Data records

*** Begin section ***

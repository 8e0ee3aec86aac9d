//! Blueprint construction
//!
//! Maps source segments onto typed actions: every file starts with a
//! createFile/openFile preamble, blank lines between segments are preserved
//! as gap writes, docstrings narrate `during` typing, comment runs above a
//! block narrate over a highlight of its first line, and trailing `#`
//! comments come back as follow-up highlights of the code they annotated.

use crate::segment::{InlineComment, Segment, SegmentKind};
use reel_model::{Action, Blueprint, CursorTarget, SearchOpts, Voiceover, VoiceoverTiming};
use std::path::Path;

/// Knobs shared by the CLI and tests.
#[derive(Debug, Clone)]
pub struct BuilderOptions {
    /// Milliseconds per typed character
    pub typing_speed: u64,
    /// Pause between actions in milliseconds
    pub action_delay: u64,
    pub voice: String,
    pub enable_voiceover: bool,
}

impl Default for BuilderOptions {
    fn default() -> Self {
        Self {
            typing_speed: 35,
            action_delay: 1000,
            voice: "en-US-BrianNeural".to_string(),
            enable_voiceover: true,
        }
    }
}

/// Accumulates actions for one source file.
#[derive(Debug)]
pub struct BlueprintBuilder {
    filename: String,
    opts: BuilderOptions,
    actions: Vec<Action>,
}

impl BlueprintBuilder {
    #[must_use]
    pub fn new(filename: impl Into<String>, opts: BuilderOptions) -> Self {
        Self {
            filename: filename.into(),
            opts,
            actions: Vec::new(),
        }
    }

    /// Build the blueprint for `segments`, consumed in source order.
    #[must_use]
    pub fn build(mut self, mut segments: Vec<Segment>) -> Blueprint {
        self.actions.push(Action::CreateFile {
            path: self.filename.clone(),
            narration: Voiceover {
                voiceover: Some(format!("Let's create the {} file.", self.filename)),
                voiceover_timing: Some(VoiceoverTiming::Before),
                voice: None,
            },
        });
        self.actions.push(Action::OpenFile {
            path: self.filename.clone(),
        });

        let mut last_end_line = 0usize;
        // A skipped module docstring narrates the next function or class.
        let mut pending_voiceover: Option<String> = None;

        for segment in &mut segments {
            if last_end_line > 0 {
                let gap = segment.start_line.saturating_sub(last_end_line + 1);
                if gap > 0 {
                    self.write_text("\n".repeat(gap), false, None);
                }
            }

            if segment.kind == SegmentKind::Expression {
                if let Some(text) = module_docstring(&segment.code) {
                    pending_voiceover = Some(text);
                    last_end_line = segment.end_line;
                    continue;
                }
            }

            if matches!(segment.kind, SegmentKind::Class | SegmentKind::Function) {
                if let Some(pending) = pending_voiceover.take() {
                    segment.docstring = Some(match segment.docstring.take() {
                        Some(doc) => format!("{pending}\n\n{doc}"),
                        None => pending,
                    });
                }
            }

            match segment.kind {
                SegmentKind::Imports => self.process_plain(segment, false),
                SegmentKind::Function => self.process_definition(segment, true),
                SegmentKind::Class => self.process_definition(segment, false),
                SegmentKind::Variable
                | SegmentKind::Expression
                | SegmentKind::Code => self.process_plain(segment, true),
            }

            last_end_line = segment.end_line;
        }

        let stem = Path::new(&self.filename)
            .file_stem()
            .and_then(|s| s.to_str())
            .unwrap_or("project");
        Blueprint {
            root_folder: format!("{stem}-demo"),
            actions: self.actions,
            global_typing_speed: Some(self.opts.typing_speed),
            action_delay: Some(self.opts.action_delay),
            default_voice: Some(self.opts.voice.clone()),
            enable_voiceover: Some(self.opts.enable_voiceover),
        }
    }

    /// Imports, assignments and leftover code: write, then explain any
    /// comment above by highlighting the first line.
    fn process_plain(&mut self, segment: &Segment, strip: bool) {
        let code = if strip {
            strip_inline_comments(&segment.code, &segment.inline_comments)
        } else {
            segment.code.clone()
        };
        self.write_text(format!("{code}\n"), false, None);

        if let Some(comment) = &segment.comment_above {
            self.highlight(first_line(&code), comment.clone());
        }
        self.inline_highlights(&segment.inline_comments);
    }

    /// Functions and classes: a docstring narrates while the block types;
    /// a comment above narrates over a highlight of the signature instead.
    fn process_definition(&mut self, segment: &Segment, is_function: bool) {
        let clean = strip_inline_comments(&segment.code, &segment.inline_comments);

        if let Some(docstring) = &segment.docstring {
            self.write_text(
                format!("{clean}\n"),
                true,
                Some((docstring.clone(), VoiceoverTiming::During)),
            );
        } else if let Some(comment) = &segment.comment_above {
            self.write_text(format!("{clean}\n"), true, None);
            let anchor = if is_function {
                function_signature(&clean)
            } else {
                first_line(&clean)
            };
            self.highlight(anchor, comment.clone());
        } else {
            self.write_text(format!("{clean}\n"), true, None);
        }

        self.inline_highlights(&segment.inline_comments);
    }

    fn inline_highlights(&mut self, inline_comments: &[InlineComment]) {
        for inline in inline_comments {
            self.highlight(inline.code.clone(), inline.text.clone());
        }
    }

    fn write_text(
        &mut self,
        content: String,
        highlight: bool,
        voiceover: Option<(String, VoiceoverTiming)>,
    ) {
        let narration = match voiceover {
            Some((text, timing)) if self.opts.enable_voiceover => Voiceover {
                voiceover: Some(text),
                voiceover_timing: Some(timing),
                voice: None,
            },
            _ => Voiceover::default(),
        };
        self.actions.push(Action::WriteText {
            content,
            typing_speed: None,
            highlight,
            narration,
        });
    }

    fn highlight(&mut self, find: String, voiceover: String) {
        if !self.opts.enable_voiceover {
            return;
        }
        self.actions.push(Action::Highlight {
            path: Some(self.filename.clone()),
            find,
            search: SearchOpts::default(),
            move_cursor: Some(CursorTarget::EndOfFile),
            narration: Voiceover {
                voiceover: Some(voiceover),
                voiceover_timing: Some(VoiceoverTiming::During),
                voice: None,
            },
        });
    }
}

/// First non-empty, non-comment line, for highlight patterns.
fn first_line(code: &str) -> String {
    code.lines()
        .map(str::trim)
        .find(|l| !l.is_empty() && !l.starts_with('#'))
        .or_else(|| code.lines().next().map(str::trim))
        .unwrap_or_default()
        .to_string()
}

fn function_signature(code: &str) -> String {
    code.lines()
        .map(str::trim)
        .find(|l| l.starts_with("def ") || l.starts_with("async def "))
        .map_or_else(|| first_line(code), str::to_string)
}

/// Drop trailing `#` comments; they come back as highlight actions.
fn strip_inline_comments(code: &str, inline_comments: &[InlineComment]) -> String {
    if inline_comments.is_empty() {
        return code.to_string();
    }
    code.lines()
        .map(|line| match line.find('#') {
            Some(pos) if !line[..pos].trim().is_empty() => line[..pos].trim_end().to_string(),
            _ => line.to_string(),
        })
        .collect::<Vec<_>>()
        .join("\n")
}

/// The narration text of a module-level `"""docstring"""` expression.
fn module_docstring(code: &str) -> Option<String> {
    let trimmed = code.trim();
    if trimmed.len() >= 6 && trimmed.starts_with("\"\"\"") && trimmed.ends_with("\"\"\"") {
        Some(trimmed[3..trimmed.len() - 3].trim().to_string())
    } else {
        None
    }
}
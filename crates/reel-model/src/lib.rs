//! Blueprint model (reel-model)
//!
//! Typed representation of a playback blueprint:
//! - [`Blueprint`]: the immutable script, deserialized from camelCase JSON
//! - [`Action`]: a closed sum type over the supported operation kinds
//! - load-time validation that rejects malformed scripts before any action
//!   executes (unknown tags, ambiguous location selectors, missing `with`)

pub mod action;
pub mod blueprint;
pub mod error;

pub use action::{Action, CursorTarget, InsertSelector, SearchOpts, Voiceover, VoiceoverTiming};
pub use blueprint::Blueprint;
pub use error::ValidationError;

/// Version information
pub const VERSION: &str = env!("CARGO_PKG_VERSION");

*** End section ***
*** Begin section ***

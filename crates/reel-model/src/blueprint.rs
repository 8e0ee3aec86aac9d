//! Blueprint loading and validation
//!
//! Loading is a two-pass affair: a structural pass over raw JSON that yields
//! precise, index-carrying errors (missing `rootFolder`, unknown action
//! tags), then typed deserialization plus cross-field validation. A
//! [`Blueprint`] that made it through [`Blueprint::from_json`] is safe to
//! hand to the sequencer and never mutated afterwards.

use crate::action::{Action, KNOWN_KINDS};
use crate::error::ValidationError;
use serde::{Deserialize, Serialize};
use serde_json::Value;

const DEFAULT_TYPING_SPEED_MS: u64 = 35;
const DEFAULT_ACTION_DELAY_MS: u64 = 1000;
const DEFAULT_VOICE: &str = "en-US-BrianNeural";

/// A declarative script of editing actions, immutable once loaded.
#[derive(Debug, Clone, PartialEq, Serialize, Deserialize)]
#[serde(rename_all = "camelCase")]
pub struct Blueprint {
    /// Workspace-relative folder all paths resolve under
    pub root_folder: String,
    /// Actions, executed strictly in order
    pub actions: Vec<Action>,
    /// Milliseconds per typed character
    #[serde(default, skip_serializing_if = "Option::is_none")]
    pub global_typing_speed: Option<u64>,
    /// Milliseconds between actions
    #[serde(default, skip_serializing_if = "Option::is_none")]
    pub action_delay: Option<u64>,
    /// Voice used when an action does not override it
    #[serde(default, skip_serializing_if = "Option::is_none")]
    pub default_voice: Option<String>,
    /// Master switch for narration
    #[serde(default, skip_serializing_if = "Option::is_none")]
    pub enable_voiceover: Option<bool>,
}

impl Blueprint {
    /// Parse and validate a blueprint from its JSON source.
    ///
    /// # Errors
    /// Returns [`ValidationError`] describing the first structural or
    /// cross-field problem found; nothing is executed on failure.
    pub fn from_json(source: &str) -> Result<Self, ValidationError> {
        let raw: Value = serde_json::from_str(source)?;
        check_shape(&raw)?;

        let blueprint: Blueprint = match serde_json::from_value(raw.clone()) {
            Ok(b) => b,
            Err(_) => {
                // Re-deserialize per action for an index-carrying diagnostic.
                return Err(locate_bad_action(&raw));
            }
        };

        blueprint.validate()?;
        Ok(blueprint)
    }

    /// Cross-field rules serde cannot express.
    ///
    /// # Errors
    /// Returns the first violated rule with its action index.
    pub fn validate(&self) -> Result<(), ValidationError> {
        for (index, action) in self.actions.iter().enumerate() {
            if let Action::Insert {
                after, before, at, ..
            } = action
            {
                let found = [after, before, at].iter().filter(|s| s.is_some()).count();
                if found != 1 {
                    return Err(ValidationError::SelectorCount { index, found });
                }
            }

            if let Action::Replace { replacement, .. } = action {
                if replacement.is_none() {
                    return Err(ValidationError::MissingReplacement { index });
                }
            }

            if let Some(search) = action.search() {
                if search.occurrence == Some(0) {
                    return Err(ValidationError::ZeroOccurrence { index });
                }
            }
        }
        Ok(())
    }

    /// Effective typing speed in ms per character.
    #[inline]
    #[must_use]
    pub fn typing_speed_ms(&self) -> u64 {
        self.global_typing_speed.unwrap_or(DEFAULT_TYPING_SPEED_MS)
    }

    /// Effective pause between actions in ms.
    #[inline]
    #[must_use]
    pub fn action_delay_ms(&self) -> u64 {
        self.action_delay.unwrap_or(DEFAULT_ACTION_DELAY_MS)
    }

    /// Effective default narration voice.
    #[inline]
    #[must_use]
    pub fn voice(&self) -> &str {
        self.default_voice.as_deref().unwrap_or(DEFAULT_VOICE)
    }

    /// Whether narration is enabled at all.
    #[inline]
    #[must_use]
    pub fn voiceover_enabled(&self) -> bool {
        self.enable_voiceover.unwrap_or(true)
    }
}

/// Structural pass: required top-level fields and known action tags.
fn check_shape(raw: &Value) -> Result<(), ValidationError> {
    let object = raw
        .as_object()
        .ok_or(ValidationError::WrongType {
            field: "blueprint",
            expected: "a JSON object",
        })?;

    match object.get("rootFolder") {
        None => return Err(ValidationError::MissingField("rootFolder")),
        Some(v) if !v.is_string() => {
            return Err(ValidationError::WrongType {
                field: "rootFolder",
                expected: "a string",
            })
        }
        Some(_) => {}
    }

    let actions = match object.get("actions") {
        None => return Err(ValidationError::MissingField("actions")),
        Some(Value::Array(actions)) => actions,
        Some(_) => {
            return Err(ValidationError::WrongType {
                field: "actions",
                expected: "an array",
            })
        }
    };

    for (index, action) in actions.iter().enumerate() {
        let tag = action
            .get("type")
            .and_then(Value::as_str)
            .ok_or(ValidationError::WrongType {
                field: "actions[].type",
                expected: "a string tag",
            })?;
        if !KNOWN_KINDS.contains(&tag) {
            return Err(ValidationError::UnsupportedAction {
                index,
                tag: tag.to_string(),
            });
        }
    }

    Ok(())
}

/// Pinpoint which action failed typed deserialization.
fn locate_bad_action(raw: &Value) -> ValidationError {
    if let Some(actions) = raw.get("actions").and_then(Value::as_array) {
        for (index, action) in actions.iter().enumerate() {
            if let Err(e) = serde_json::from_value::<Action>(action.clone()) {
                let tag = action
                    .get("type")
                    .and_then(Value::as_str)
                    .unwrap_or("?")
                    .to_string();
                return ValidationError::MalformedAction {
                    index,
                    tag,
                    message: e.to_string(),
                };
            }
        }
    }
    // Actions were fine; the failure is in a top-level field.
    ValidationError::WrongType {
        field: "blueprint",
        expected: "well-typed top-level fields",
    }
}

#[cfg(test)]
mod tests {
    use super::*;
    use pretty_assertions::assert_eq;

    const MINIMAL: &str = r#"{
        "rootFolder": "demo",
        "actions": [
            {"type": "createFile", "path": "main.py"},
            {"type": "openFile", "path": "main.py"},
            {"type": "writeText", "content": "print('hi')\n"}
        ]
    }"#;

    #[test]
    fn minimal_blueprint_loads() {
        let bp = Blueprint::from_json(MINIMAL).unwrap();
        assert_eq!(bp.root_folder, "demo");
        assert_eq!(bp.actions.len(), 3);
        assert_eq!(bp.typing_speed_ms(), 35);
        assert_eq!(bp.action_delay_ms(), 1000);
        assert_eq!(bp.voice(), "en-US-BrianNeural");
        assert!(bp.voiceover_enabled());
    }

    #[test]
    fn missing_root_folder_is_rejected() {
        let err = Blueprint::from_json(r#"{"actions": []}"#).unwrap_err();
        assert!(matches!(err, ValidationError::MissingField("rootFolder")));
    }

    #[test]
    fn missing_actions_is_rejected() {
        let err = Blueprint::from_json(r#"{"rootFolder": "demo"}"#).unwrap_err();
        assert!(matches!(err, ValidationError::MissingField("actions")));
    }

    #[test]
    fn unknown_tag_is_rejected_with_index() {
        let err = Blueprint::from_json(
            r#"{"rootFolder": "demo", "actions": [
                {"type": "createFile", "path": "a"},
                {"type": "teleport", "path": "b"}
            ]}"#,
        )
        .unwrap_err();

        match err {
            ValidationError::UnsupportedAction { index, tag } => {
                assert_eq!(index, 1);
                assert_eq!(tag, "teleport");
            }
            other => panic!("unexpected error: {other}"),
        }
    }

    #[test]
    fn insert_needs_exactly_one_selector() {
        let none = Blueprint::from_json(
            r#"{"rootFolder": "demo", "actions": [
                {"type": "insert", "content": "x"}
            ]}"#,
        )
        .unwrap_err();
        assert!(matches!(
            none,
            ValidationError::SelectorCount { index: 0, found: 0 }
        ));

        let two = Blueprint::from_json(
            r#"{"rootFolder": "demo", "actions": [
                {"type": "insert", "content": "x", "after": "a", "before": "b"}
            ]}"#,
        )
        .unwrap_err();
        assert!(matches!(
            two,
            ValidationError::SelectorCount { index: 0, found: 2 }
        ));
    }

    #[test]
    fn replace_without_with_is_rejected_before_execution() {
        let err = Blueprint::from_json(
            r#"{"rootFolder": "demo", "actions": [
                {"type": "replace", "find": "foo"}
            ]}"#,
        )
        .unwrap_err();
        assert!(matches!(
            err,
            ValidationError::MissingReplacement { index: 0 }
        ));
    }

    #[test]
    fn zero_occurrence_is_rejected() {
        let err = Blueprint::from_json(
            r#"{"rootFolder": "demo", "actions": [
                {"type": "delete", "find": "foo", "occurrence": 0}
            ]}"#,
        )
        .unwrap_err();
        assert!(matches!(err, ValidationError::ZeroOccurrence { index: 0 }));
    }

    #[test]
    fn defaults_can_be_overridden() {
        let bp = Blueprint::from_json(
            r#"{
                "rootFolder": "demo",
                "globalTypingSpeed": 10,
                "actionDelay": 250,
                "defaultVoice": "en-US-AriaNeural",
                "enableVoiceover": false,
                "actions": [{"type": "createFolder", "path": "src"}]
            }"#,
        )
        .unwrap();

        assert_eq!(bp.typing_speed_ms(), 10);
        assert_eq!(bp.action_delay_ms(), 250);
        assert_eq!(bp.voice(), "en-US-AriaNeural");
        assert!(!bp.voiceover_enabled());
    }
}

*** End section ***

TASK TO CARRY OUT - Check each line of the data above for the word "between" and copy the ones where it is found.

SOLVED EXERCISE -
//! createFile/openFile preamble, blank lines between segments are preserved
    /// Pause between actions in milliseconds
    /// Milliseconds between actions
    /// Effective pause between actions in ms.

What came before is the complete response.